Solingen Stadt stur bei gefeuerter Frau

Solingen · Putzkraft wurde entlassen, da sie angeblich 25-Cent-Pfandflasche klaute. Streit ist vor Gericht.

Der Vorsitzende Richter des Arbeitsgerichts hatte wirklich alles probiert. Aber die Vertreter der Stadt Solingen blieben hart. Nachdem eine Reinigungskraft, die zuvor 25 Jahre bei der Stadt in Lohn und Brot gestanden hatte, im vergangenen Dezember gefeuert worden war, weil sie angeblich versucht hatte, in der Grundschule Meigen zwei leere Wasserflaschen zu stehlen, war die Frau juristisch gegen den Rauswurf vorgegangen (wir berichteten).

Allerdings, da ein Vergleichsvorschlag bei einem ersten Gütetermin im Februar am Ende doch nicht die nötige Zustimmung aller Beteiligten fand, ging die Farce um 25 Cent Pfandgeld gestern in die nächste Runde. Und wird noch einmal eine Verlängerung erfahren, weil auch jetzt keine Einigung erzielt werden konnte. Die Stadt weigerte sich nämlich, die langjährige Angestellte wieder einzustellen. Das Vertrauen sei kaputt, hieß es.
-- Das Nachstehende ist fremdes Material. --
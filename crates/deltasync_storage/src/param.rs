//! Parameter placeholder conventions.

use serde::{Deserialize, Serialize};

/// How a backend expects bound parameters to be written in statement text.
#[derive(Debug, Clone, Copy, PartialEq, Eq, Default, Serialize, Deserialize)]
#[serde(rename_all = "lowercase")]
pub enum ParamStyle {
    /// Anonymous `?` markers (SQLite, MySQL).
    #[default]
    Qmark,
    /// Numbered `$1`, `$2`, ... markers (PostgreSQL).
    Dollar,
}

impl ParamStyle {
    /// Starts a fresh placeholder sequence for one statement.
    pub fn placeholders(self) -> Placeholders {
        Placeholders {
            style: self,
            issued: 0,
        }
    }
}

/// Placeholder generator for a single statement.
///
/// Numbered styles count from 1 in the order placeholders are requested,
/// so callers must request them in the order parameters will be bound.
#[derive(Debug)]
pub struct Placeholders {
    style: ParamStyle,
    issued: usize,
}

impl Placeholders {
    /// Returns the next placeholder.
    pub fn bind(&mut self) -> String {
        self.issued += 1;
        match self.style {
            ParamStyle::Qmark => "?".to_string(),
            ParamStyle::Dollar => format!("${}", self.issued),
        }
    }

    /// Returns `count` comma-separated placeholders.
    pub fn list(&mut self, count: usize) -> String {
        (0..count).map(|_| self.bind()).collect::<Vec<_>>().join(",")
    }

    /// Returns how many placeholders were issued so far.
    pub fn issued(&self) -> usize {
        self.issued
    }
}

#[cfg(test)]
mod tests {
    use super::*;

    #[test]
    fn qmark_repeats() {
        let mut p = ParamStyle::Qmark.placeholders();
        assert_eq!(p.bind(), "?");
        assert_eq!(p.list(3), "?,?,?");
        assert_eq!(p.issued(), 4);
    }

    #[test]
    fn dollar_counts_from_one() {
        let mut p = ParamStyle::Dollar.placeholders();
        assert_eq!(p.bind(), "$1");
        assert_eq!(p.list(2), "$2,$3");
        assert_eq!(p.bind(), "$4");
    }

    #[test]
    fn default_is_qmark() {
        assert_eq!(ParamStyle::default(), ParamStyle::Qmark);
    }
}
//! Property-based test generators using proptest.
//!
//! Provides strategies for client scripts against the `item` store and a
//! [`Replica`] that models a client's local copy.

use crate::fixtures::{item, key};
use deltasync_core::{SyncRequest, SyncResponse, TableDelta, Timestamp, EPOCH};
use deltasync_storage::Row;
use proptest::prelude::*;
use std::collections::BTreeMap;

/// A change a client makes to its local `item` table.
#[derive(Debug, Clone, PartialEq, Eq)]
pub enum ItemChange {
    /// Create or update a row.
    Upsert {
        /// Row id
        id: i64,
        /// New name
        name: String,
    },
    /// Delete a row.
    Delete {
        /// Row id
        id: i64,
    },
}

/// One exchange of a scripted client.
#[derive(Debug, Clone, PartialEq, Eq)]
pub struct ScriptedExchange {
    /// Index of the client running the exchange.
    pub client: usize,
    /// Changes the client sends.
    pub changes: Vec<ItemChange>,
}

impl ScriptedExchange {
    /// Returns the changes as an `item` delta.
    pub fn delta(&self) -> TableDelta {
        let mut delta = TableDelta::new();
        for change in &self.changes {
            match change {
                ItemChange::Upsert { id, name } => delta.modified.push(item(*id, name)),
                ItemChange::Delete { id } => delta.deleted.push(key(*id)),
            }
        }
        delta
    }
}

/// Strategy for generating item names.
pub fn name_strategy() -> impl Strategy<Value = String> {
    prop::string::string_regex("[a-z]{1,8}").expect("Invalid regex")
}

/// Strategy for generating changes over ids `1..=max_id`.
pub fn item_change_strategy(max_id: i64) -> impl Strategy<Value = ItemChange> {
    prop_oneof![
        3 => (1..=max_id, name_strategy()).prop_map(|(id, name)| ItemChange::Upsert { id, name }),
        1 => (1..=max_id).prop_map(|id| ItemChange::Delete { id }),
    ]
}

/// Strategy for generating one exchange of one of `clients` clients.
pub fn exchange_strategy(clients: usize, max_id: i64) -> impl Strategy<Value = ScriptedExchange> {
    (
        0..clients,
        prop::collection::vec(item_change_strategy(max_id), 0..4),
    )
        .prop_map(|(client, changes)| ScriptedExchange { client, changes })
}

/// Strategy for generating a script of exchanges.
pub fn script_strategy(
    clients: usize,
    max_id: i64,
    max_exchanges: usize,
) -> impl Strategy<Value = Vec<ScriptedExchange>> {
    prop::collection::vec(exchange_strategy(clients, max_id), 1..max_exchanges)
}

/// A client's local copy of the `item` table.
#[derive(Debug, Clone, Default, PartialEq)]
pub struct Replica {
    /// Timestamp returned by the last exchange.
    pub timestamp: Timestamp,
    /// Live rows by id.
    pub rows: BTreeMap<i64, Row>,
}

impl Replica {
    /// Creates a replica that never synchronized.
    pub fn new() -> Self {
        Self {
            timestamp: EPOCH,
            rows: BTreeMap::new(),
        }
    }

    /// Applies local changes, returning the request that reports them.
    pub fn change(&mut self, exchange: &ScriptedExchange) -> SyncRequest {
        let delta = exchange.delta();
        self.apply(&delta);
        SyncRequest::new(self.timestamp).with_table("item", delta)
    }

    /// Returns a request reporting no changes.
    pub fn pull(&self) -> SyncRequest {
        SyncRequest::new(self.timestamp).with_table("item", TableDelta::new())
    }

    /// Applies the store's answer.
    pub fn receive(&mut self, response: &SyncResponse) {
        self.timestamp = response.timestamp;
        if let Some(delta) = response.delta("item") {
            self.apply(delta);
        }
    }

    fn apply(&mut self, delta: &TableDelta) {
        for row in &delta.modified {
            if let Some(id) = row.get("id").and_then(|v| v.as_integer()) {
                self.rows.insert(id, row.clone());
            }
        }
        for row in &delta.deleted {
            if let Some(id) = row.get("id").and_then(|v| v.as_integer()) {
                self.rows.remove(&id);
            }
        }
    }
}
Dabei ist die Sache eigentlich ganz einfach. Schon öfter waren im vergangenen Jahr an der Schule in Meigen Dinge auf wundersame Weise abhanden gekommen – als sich die Verantwortlichen schließlich entschlossen, dem Treiben durch gezieltes Auslegen eines Köders ein Ende zu bereiten. Der Köder, das waren in diesem Fall besagte Wasserpullen aus Plastik, die man direkt neben einem Papierkorb platzierte. Eine Falle also, in die dann schließlich die Putzfrau lief, indem sie die beiden Flaschen an sich nahm.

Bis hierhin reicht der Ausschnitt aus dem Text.